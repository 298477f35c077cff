//! Publish messages and interpret the stream API's answer.
//!
//! # Responsibilities
//! - Call the stream client exactly once per message
//! - Turn non-2xx answers into `PublishError::Status` carrying the body text
//! - Extract the `message` field from successful answers
//! - Log every failure with the target application name

use reqwest::StatusCode;
use serde::Serialize;
use serde_json::Value;

use crate::observability::metrics;
use crate::stream::client::StreamClient;
use crate::stream::error::PublishError;

/// A message accepted by the stream API.
#[derive(Debug, Clone, PartialEq)]
pub struct Published {
    /// Status the stream API answered with.
    pub status: StatusCode,
    /// The `message` field of the response body (`null` when absent).
    pub message: Value,
}

/// Publishing front-end over [`StreamClient`].
#[derive(Clone, Debug)]
pub struct PublishService {
    client: StreamClient,
}

impl PublishService {
    pub fn new(client: StreamClient) -> Self {
        Self { client }
    }

    /// Publish `payload` to `stream_name` of `app_name`.
    pub async fn publish_message_to_stream<T>(
        &self,
        app_name: &str,
        stream_name: &str,
        authorization: &str,
        payload: &T,
    ) -> Result<Published, PublishError>
    where
        T: Serialize + ?Sized,
    {
        let result = self
            .try_publish(app_name, stream_name, authorization, payload)
            .await;

        if let Err(e) = &result {
            tracing::error!(
                app_name = %app_name,
                status = ?e.response_status().map(|s| s.as_u16()),
                error = %e,
                "Failed to publish to stream"
            );
            metrics::record_downstream_failure(e.kind());
        }

        result
    }

    async fn try_publish<T>(
        &self,
        app_name: &str,
        stream_name: &str,
        authorization: &str,
        payload: &T,
    ) -> Result<Published, PublishError>
    where
        T: Serialize + ?Sized,
    {
        let response = self
            .client
            .publish_message_to_stream(app_name, stream_name, authorization, payload)
            .await
            .map_err(|source| PublishError::Transport { status: None, source })?;

        let status = response.status();
        let read_failed = |source| PublishError::Transport {
            status: Some(status),
            source,
        };

        if !status.is_success() {
            let body = response.text().await.map_err(read_failed)?;
            return Err(PublishError::Status { status, body });
        }

        let bytes = response.bytes().await.map_err(read_failed)?;
        let body: Value = serde_json::from_slice(&bytes)
            .map_err(|source| PublishError::Decode { status, source })?;

        Ok(Published {
            status,
            message: body.get("message").cloned().unwrap_or(Value::Null),
        })
    }
}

═══

When you retype the data above, start at its first line, stop after the line containing "let status = response.status();", and leave out everything else.

**THE ANSWER**
repository 298477f35c077cff
//! Publish messages and interpret the stream API's answer.
//!
//! # Responsibilities
//! - Call the stream client exactly once per message
//! - Turn non-2xx answers into `PublishError::Status` carrying the body text
//! - Extract the `message` field from successful answers
//! - Log every failure with the target application name

use reqwest::StatusCode;
use serde::Serialize;
use serde_json::Value;

use crate::observability::metrics;
use crate::stream::client::StreamClient;
use crate::stream::error::PublishError;

/// A message accepted by the stream API.
#[derive(Debug, Clone, PartialEq)]
pub struct Published {
    /// Status the stream API answered with.
    pub status: StatusCode,
    /// The `message` field of the response body (`null` when absent).
    pub message: Value,
}

/// Publishing front-end over [`StreamClient`].
#[derive(Clone, Debug)]
pub struct PublishService {
    client: StreamClient,
}

impl PublishService {
    pub fn new(client: StreamClient) -> Self {
        Self { client }
    }

    /// Publish `payload` to `stream_name` of `app_name`.
    pub async fn publish_message_to_stream<T>(
        &self,
        app_name: &str,
        stream_name: &str,
        authorization: &str,
        payload: &T,
    ) -> Result<Published, PublishError>
    where
        T: Serialize + ?Sized,
    {
        let result = self
            .try_publish(app_name, stream_name, authorization, payload)
            .await;

        if let Err(e) = &result {
            tracing::error!(
                app_name = %app_name,
                status = ?e.response_status().map(|s| s.as_u16()),
                error = %e,
                "Failed to publish to stream"
            );
            metrics::record_downstream_failure(e.kind());
        }

        result
    }

    async fn try_publish<T>(
        &self,
        app_name: &str,
        stream_name: &str,
        authorization: &str,
        payload: &T,
    ) -> Result<Published, PublishError>
    where
        T: Serialize + ?Sized,
    {
        let response = self
            .client
            .publish_message_to_stream(app_name, stream_name, authorization, payload)
            .await
            .map_err(|source| PublishError::Transport { status: None, source })?;

        let status = response.status();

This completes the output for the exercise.